(Records Opens)
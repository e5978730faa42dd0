//! Attempt results and their lifecycle.

use chrono::{DateTime, Utc};
use serde::{Deserialize, Serialize};
use std::fmt;
use thiserror::Error;
use uuid::Uuid;

use crate::model::{Answer, Answers, Test};
use crate::scoring::{ScoreResult, Verdict};

/// Lifecycle state of an attempt.
#[derive(Debug, Clone, Copy, Default, PartialEq, Eq, Hash, Serialize, Deserialize)]
#[serde(rename_all = "snake_case")]
pub enum AttemptStatus {
    #[default]
    InProgress,
    Completed,
    Expired,
}

impl AttemptStatus {
    pub fn is_final(self) -> bool {
        !matches!(self, AttemptStatus::InProgress)
    }
}

impl fmt::Display for AttemptStatus {
    fn fmt(&self, f: &mut fmt::Formatter<'_>) -> fmt::Result {
        match self {
            AttemptStatus::InProgress => write!(f, "in_progress"),
            AttemptStatus::Completed => write!(f, "completed"),
            AttemptStatus::Expired => write!(f, "expired"),
        }
    }
}

/// The stored outcome for one question of an attempt.
#[derive(Debug, Clone, PartialEq, Serialize, Deserialize)]
pub struct AnswerRecord {
    pub question_id: String,
    #[serde(default)]
    pub answer: Option<Answer>,
    pub verdict: Verdict,
    pub points_awarded: u32,
    pub points_possible: u32,
}

/// Build answer records in question order from a score and the answers it
/// was computed from.
pub fn answer_records(score: &ScoreResult, answers: &Answers) -> Vec<AnswerRecord> {
    score
        .outcomes
        .iter()
        .map(|o| AnswerRecord {
            question_id: o.question_id.clone(),
            answer: answers.get(&o.question_id).cloned(),
            verdict: o.verdict,
            points_awarded: o.points_awarded,
            points_possible: o.points_possible,
        })
        .collect()
}

/// Errors raised by invalid lifecycle transitions.
#[derive(Debug, Error, PartialEq, Eq)]
pub enum ResultError {
    /// The result is already completed or expired.
    #[error("result {id} is already {status}")]
    AlreadyFinalized { id: Uuid, status: AttemptStatus },
}

/// One user's attempt at a test.
#[derive(Debug, Clone, PartialEq, Serialize, Deserialize)]
pub struct AttemptResult {
    pub id: Uuid,
    pub test_id: String,
    pub user_id: String,
    #[serde(default)]
    pub answers: Vec<AnswerRecord>,
    pub score: u32,
    pub max_score: u32,
    pub percentage: f64,
    pub status: AttemptStatus,
    pub started_at: DateTime<Utc>,
    #[serde(default)]
    pub completed_at: Option<DateTime<Utc>>,
    /// Seconds between start and completion.
    #[serde(default)]
    pub time_spent_secs: u64,
}

impl AttemptResult {
    /// A fresh, empty attempt.
    pub fn start(test_id: &str, user_id: &str, started_at: DateTime<Utc>) -> Self {
        Self {
            id: Uuid::new_v4(),
            test_id: test_id.to_string(),
            user_id: user_id.to_string(),
            answers: Vec::new(),
            score: 0,
            max_score: 0,
            percentage: 0.0,
            status: AttemptStatus::InProgress,
            started_at,
            completed_at: None,
            time_spent_secs: 0,
        }
    }

    fn ensure_open(&self) -> Result<(), ResultError> {
        if self.status.is_final() {
            return Err(ResultError::AlreadyFinalized {
                id: self.id,
                status: self.status,
            });
        }
        Ok(())
    }

    /// Record the final score and mark the attempt completed.
    pub fn complete(
        &mut self,
        score: &ScoreResult,
        answers: Vec<AnswerRecord>,
        completed_at: DateTime<Utc>,
    ) -> Result<(), ResultError> {
        self.ensure_open()?;
        self.answers = answers;
        self.score = score.score;
        self.max_score = score.max_score;
        self.percentage = score.percentage;
        self.status = AttemptStatus::Completed;
        self.completed_at = Some(completed_at);
        self.time_spent_secs = elapsed_secs(self.started_at, completed_at);
        Ok(())
    }

    /// Mark the attempt expired without scoring it.
    pub fn expire(&mut self, at: DateTime<Utc>) -> Result<(), ResultError> {
        self.ensure_open()?;
        self.status = AttemptStatus::Expired;
        self.completed_at = Some(at);
        self.time_spent_secs = elapsed_secs(self.started_at, at);
        Ok(())
    }

    /// Whether a completed attempt reached `threshold` percent.
    pub fn passed(&self, threshold: f64) -> bool {
        self.status == AttemptStatus::Completed && self.percentage >= threshold
    }

    /// Score `answers` against `test` in weighted mode and return a
    /// completed result in one step.
    pub fn completed_from(
        test: &Test,
        user_id: &str,
        answers: &Answers,
        started_at: DateTime<Utc>,
        completed_at: DateTime<Utc>,
    ) -> Self {
        let score = crate::scoring::score_weighted(&test.questions, answers);
        let records = answer_records(&score, answers);
        let mut result = Self::start(&test.id, user_id, started_at);
        let completed = result.complete(&score, records, completed_at);
        debug_assert!(completed.is_ok(), "a freshly started result is open");
        result
    }
}

fn elapsed_secs(from: DateTime<Utc>, to: DateTime<Utc>) -> u64 {
    u64::try_from((to - from).num_seconds()).unwrap_or(0)
}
(Records Closes)
> _Task brief_: Lines from the top of the data above through the line with "state of an attempt.", both ends included: copy them exactly, nothing more.

> _Finished exercise_:
repository e5978730faa42dd0
//! Attempt results and their lifecycle.

use chrono::{DateTime, Utc};
use serde::{Deserialize, Serialize};
use std::fmt;
use thiserror::Error;
use uuid::Uuid;

use crate::model::{Answer, Answers, Test};
use crate::scoring::{ScoreResult, Verdict};

/// Lifecycle state of an attempt.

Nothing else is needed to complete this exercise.